Folha de S. Paulo
O mundo mudou e a visão dos militares ficou
fora, completamente fora da realidade
A recepção do mundo ao retorno de Lula tem a
anormalidade dos fenômenos. As publicações importantes, muitos chefes de
governo, e manifestações dos conscientes das urgências naturais, sociais e
políticas do planeta celebram a volta do Brasil pelas mãos de Lula. Nas
palavras do escritor Jon Lee Anderson: "As pessoas ao redor mundo estão
esperando de você, Lula, não que salve a Amazônia, mas que salve o mundo".

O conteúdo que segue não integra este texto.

//! Versioned command/event envelopes for front ends driving a sketch session.

use serde::{Deserialize, Serialize};

/// Contract version for host command/event envelopes.
pub const EVENT_VERSION: u32 = 1;

/// Event emitted whenever the analysis state changes.
pub const EVENT_ANALYSIS_STATE: &str = "analysis.state";

/// Command set understood by the sketch host.
#[derive(Debug, Clone, Copy, PartialEq, Eq, Serialize, Deserialize)]
pub enum CommandName {
    #[serde(rename = "host.ping")]
    HostPing,
    #[serde(rename = "host.version")]
    HostVersion,
    #[serde(rename = "canvas.pointer_down")]
    CanvasPointerDown,
    #[serde(rename = "canvas.pointer_move")]
    CanvasPointerMove,
    #[serde(rename = "canvas.pointer_up")]
    CanvasPointerUp,
    #[serde(rename = "canvas.pointer_leave")]
    CanvasPointerLeave,
    #[serde(rename = "canvas.tool_set")]
    CanvasToolSet,
    #[serde(rename = "canvas.undo")]
    CanvasUndo,
    #[serde(rename = "canvas.clear")]
    CanvasClear,
    #[serde(rename = "canvas.resize")]
    CanvasResize,
    #[serde(rename = "analysis.status")]
    AnalysisStatus,
    #[serde(rename = "runtime.stop")]
    RuntimeStop,
}

impl CommandName {
    /// Render command name to wire format.
    #[must_use]
    pub fn as_str(self) -> &'static str {
        match self {
            Self::HostPing => "host.ping",
            Self::HostVersion => "host.version",
            Self::CanvasPointerDown => "canvas.pointer_down",
            Self::CanvasPointerMove => "canvas.pointer_move",
            Self::CanvasPointerUp => "canvas.pointer_up",
            Self::CanvasPointerLeave => "canvas.pointer_leave",
            Self::CanvasToolSet => "canvas.tool_set",
            Self::CanvasUndo => "canvas.undo",
            Self::CanvasClear => "canvas.clear",
            Self::CanvasResize => "canvas.resize",
            Self::AnalysisStatus => "analysis.status",
            Self::RuntimeStop => "runtime.stop",
        }
    }
}

/// A versioned response envelope from backend host -> frontend.
#[derive(Debug, Clone, PartialEq, Serialize, Deserialize)]
pub struct ResponseEnvelope {
    pub v: u32,
    pub request_id: String,
    pub ok: bool,
    pub payload: serde_json::Value,
    pub error: Option<String>,
}

impl ResponseEnvelope {
    /// Build a successful response envelope.
    #[must_use]
    pub fn ok(request_id: impl Into<String>, payload: serde_json::Value) -> Self {
        Self {
            v: EVENT_VERSION,
            request_id: request_id.into(),
            ok: true,
            payload,
            error: None,
        }
    }

    /// Build an error response envelope.
    #[must_use]
    pub fn error(request_id: impl Into<String>, message: impl Into<String>) -> Self {
        Self {
            v: EVENT_VERSION,
            request_id: request_id.into(),
            ok: false,
            payload: serde_json::Value::Null,
            error: Some(message.into()),
        }
    }
}

/// A versioned command envelope from frontend -> backend host.
#[derive(Debug, Clone, PartialEq, Serialize, Deserialize)]
pub struct CommandEnvelope {
    pub v: u32,
    pub request_id: String,
    pub command: CommandName,
    #[serde(default)]
    pub payload: serde_json::Value,
}

impl CommandEnvelope {
    /// Build a v1 command envelope.
    #[must_use]
    pub fn new(
        request_id: impl Into<String>,
        command: CommandName,
        payload: serde_json::Value,
    ) -> Self {
        Self {
            v: EVENT_VERSION,
            request_id: request_id.into(),
            command,
            payload,
        }
    }

    /// Validate envelope version and required identifiers.
    pub fn validate(&self) -> Result<(), ContractError> {
        if self.v != EVENT_VERSION {
            return Err(ContractError::new(
                ContractErrorKind::UnsupportedVersion,
                format!(
                    "unsupported contract version {}; expected {}",
                    self.v, EVENT_VERSION
                ),
            ));
        }
        if self.request_id.trim().is_empty() {
            return Err(ContractError::new(
                ContractErrorKind::InvalidEnvelope,
                "request_id cannot be empty".to_owned(),
            ));
        }
        Ok(())
    }
}

/// A versioned event envelope from backend host -> frontend.
#[derive(Debug, Clone, PartialEq, Serialize, Deserialize)]
pub struct EventEnvelope {
    pub v: u32,
    pub event_id: String,
    pub event: String,
    pub payload: serde_json::Value,
}

impl EventEnvelope {
    /// Build a v1 event envelope.
    #[must_use]
    pub fn new(
        event_id: impl Into<String>,
        event: impl Into<String>,
        payload: serde_json::Value,
    ) -> Self {
        Self {
            v: EVENT_VERSION,
            event_id: event_id.into(),
            event: event.into(),
            payload,
        }
    }
}

/// Contract validation error categories.
#[derive(Debug, Clone, Copy, PartialEq, Eq)]
pub enum ContractErrorKind {
    UnsupportedVersion,
    InvalidEnvelope,
}

/// Contract validation error.
#[derive(Debug, Clone, PartialEq, Eq)]
pub struct ContractError {
    pub kind: ContractErrorKind,
    pub message: String,
}

impl ContractError {
    #[must_use]
    pub fn new(kind: ContractErrorKind, message: String) -> Self {
        Self { kind, message }
    }
}

impl std::fmt::Display for ContractError {
    fn fmt(&self, f: &mut std::fmt::Formatter<'_>) -> std::fmt::Result {
        write!(f, "{:?}: {}", self.kind, self.message)
    }
}

impl std::error::Error for ContractError {}

#[cfg(test)]
mod tests {
    #![allow(clippy::unwrap_used, clippy::expect_used)]

    use super::*;

    #[test]
    fn wire_names_match_serde() {
        let commands = [
            CommandName::HostPing,
            CommandName::HostVersion,
            CommandName::CanvasPointerDown,
            CommandName::CanvasPointerMove,
            CommandName::CanvasPointerUp,
            CommandName::CanvasPointerLeave,
            CommandName::CanvasToolSet,
            CommandName::CanvasUndo,
            CommandName::CanvasClear,
            CommandName::CanvasResize,
            CommandName::AnalysisStatus,
            CommandName::RuntimeStop,
        ];
        for command in commands {
            let json = serde_json::to_value(command).unwrap();
            assert_eq!(json, serde_json::json!(command.as_str()));
            let parsed: CommandName = serde_json::from_value(json).unwrap();
            assert_eq!(parsed, command);
        }
        assert!(serde_json::from_str::<CommandName>("\"canvas.redo\"").is_err());
    }

    #[test]
    fn validate_rejects_wrong_version() {
        let mut envelope =
            CommandEnvelope::new("req-1", CommandName::CanvasUndo, serde_json::json!({}));
        assert!(envelope.validate().is_ok());
        envelope.v = 99;
        let err = envelope.validate().unwrap_err();
        assert_eq!(err.kind, ContractErrorKind::UnsupportedVersion);
    }

    #[test]
    fn validate_rejects_blank_request_id() {
        let envelope = CommandEnvelope::new("  ", CommandName::HostPing, serde_json::Value::Null);
        let err = envelope.validate().unwrap_err();
        assert_eq!(err.kind, ContractErrorKind::InvalidEnvelope);
    }

    #[test]
    fn command_envelope_parses_from_wire() {
        let raw = r#"{"v":1,"request_id":"r1","command":"canvas.pointer_down","payload":{"x":3,"y":4}}"#;
        let envelope: CommandEnvelope = serde_json::from_str(raw).unwrap();
        assert_eq!(envelope.command, CommandName::CanvasPointerDown);
        assert_eq!(envelope.payload["x"], 3);
    }
}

Há pouco a se comparar com essa expressão universalizada de inquietude e vontade, feita com espontaneidade que subjuga a era do invasivo marketing. O nome Lula ecoa no mundo como o de Mandela soou em nossos dias, por admiração ao homem e à obra de sua vida comovente. Lula —ideia, histórico, palavra, pessoa— é a causa e a confiança.

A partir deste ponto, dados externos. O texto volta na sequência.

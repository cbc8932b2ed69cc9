//! Frame scheduling and the analysis worker.

pub mod debounce;
pub mod session;

pub use debounce::DebounceController;
pub use session::{AnalysisState, SketchSession};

Vê-se, por contraste, quanto o Brasil fugiu
do mundo real. Quanto o mundo o queria. Quanto pode dar à humanidade. Quanto
estão atrasados, caquéticos, os que criaram e sustentaram os quatro anos do
domínio de mentalidades fardadas, estreladas, condecoradas e desprovidas de
pensamento. Está bem claro: o mundo mudou e a visão dos militares ficou fora,
completamente fora da realidade. Caserna e caverna.

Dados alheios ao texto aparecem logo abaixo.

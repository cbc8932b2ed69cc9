//! Stroke rasterization onto an RGBA buffer.
//!
//! Strokes are painted as round-capped capsules: every pixel whose center
//! lies within `width / 2` of the segment is set to the stroke color.
//! Consecutive segments share endpoints, so joins come out round as well.
//! No anti-aliasing is applied, which keeps frames deterministic.

use image::{Rgba, RgbaImage};

use super::types::Point;

/// Fill the whole raster with one color.
pub fn fill(raster: &mut RgbaImage, color: Rgba<u8>) {
    for pixel in raster.pixels_mut() {
        *pixel = color;
    }
}

/// Paint a round-capped segment from `a` to `b`.
///
/// Pixels outside the raster are clipped. A zero-length segment paints a
/// disc of diameter `width`.
pub fn stroke_segment(raster: &mut RgbaImage, a: Point, b: Point, width: f32, color: Rgba<u8>) {
    let radius = width / 2.0;
    if radius.is_nan() || radius <= 0.0 || raster.width() == 0 || raster.height() == 0 {
        return;
    }

    let min_x = (a.x.min(b.x) - radius).floor().max(0.0);
    let min_y = (a.y.min(b.y) - radius).floor().max(0.0);
    let max_x = (a.x.max(b.x) + radius).ceil().min(raster.width() as f32 - 1.0);
    let max_y = (a.y.max(b.y) + radius).ceil().min(raster.height() as f32 - 1.0);
    if min_x > max_x || min_y > max_y {
        return;
    }

    let radius_sq = radius * radius;
    for py in (min_y as u32)..=(max_y as u32) {
        for px in (min_x as u32)..=(max_x as u32) {
            let center = Point::new(px as f32 + 0.5, py as f32 + 0.5);
            if distance_sq_to_segment(center, a, b) <= radius_sq {
                raster.put_pixel(px, py, color);
            }
        }
    }
}

/// Squared distance from `p` to the closest point on segment `a`-`b`.
fn distance_sq_to_segment(p: Point, a: Point, b: Point) -> f32 {
    let (dx, dy) = (b.x - a.x, b.y - a.y);
    let len_sq = dx * dx + dy * dy;
    let t = if len_sq <= f32::EPSILON {
        0.0
    } else {
        (((p.x - a.x) * dx + (p.y - a.y) * dy) / len_sq).clamp(0.0, 1.0)
    };
    let (cx, cy) = (a.x + t * dx, a.y + t * dy);
    (p.x - cx).powi(2) + (p.y - cy).powi(2)
}

#[cfg(test)]
mod tests {
    use super::*;
    use crate::canvas::types::{BACKGROUND, INK};

    fn blank(w: u32, h: u32) -> RgbaImage {
        RgbaImage::from_pixel(w, h, BACKGROUND)
    }

    fn ink_count(raster: &RgbaImage) -> usize {
        raster.pixels().filter(|p| **p == INK).count()
    }

    #[test]
    fn fill_overwrites_every_pixel() {
        let mut r = blank(4, 3);
        fill(&mut r, INK);
        assert_eq!(ink_count(&r), 12);
    }

    #[test]
    fn horizontal_segment_covers_its_path() {
        let mut r = blank(40, 20);
        stroke_segment(&mut r, Point::new(5.0, 10.0), Point::new(30.0, 10.0), 4.0, INK);
        for x in 5..30 {
            assert_eq!(*r.get_pixel(x, 10), INK, "pixel {x},10 should be inked");
        }
        assert_eq!(*r.get_pixel(20, 2), BACKGROUND);
        assert_eq!(*r.get_pixel(20, 17), BACKGROUND);
    }

    #[test]
    fn caps_are_round() {
        let mut r = blank(40, 40);
        stroke_segment(&mut r, Point::new(20.0, 20.0), Point::new(20.0, 20.0), 10.0, INK);
        // Disc of radius 5 centred on (20, 20): the square's corners stay clear.
        assert_eq!(*r.get_pixel(19, 19), INK);
        assert_eq!(*r.get_pixel(15, 15), BACKGROUND);
        assert_eq!(*r.get_pixel(24, 24), BACKGROUND);
    }

    #[test]
    fn segment_outside_raster_is_clipped() {
        let mut r = blank(10, 10);
        stroke_segment(&mut r, Point::new(-50.0, -50.0), Point::new(-40.0, -40.0), 4.0, INK);
        assert_eq!(ink_count(&r), 0);

        stroke_segment(&mut r, Point::new(-5.0, 5.0), Point::new(15.0, 5.0), 2.0, INK);
        assert!(ink_count(&r) >= 10);
    }

    #[test]
    fn non_positive_width_paints_nothing() {
        let mut r = blank(10, 10);
        stroke_segment(&mut r, Point::new(1.0, 1.0), Point::new(8.0, 8.0), 0.0, INK);
        stroke_segment(&mut r, Point::new(1.0, 1.0), Point::new(8.0, 8.0), f32::NAN, INK);
        stroke_segment(&mut r, Point::new(1.0, 1.0), Point::new(8.0, 8.0), -3.0, INK);
        assert_eq!(ink_count(&r), 0);
    }

    #[test]
    fn distance_projects_onto_segment() {
        let d = distance_sq_to_segment(Point::new(5.0, 3.0), Point::new(0.0, 0.0), Point::new(10.0, 0.0));
        assert!((d - 9.0).abs() < 1e-4);
        let beyond = distance_sq_to_segment(Point::new(13.0, 4.0), Point::new(0.0, 0.0), Point::new(10.0, 0.0));
        assert!((beyond - 25.0).abs() < 1e-4);
    }
}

Não é só o golpismo enraizado, nem a
presunção de direito à impunidade, ou a prepotência dada pela arma. É a visão.
A estratégia de uma Amazônia toda
ocupada por atividades econômicas, e para isso devastada, como forma de
esvaziar ambições invasoras, é o extremo oposto ao que a racionalidade, a
ciência e a nova consciência mundial anseiam. O desatino da ocupação virou
exploração ilegal lá e negócio sujo no governo
Bolsonaro, mas a estratégia é anterior. É militar. E amparou, por óbvia
concordância, a política anti-amazônica, anti-indígena e negocista adotada pelo
governo.
Salvo pela exploração política e comercial
de religiões, o bolsonarismo é a prática revivida da mentalidade atrasada,
aquela que já na ditadura do general Médici consumiu fortunas e vidas na
Transamazônica que seria a espinha dorsal da ocupação econômica da floresta.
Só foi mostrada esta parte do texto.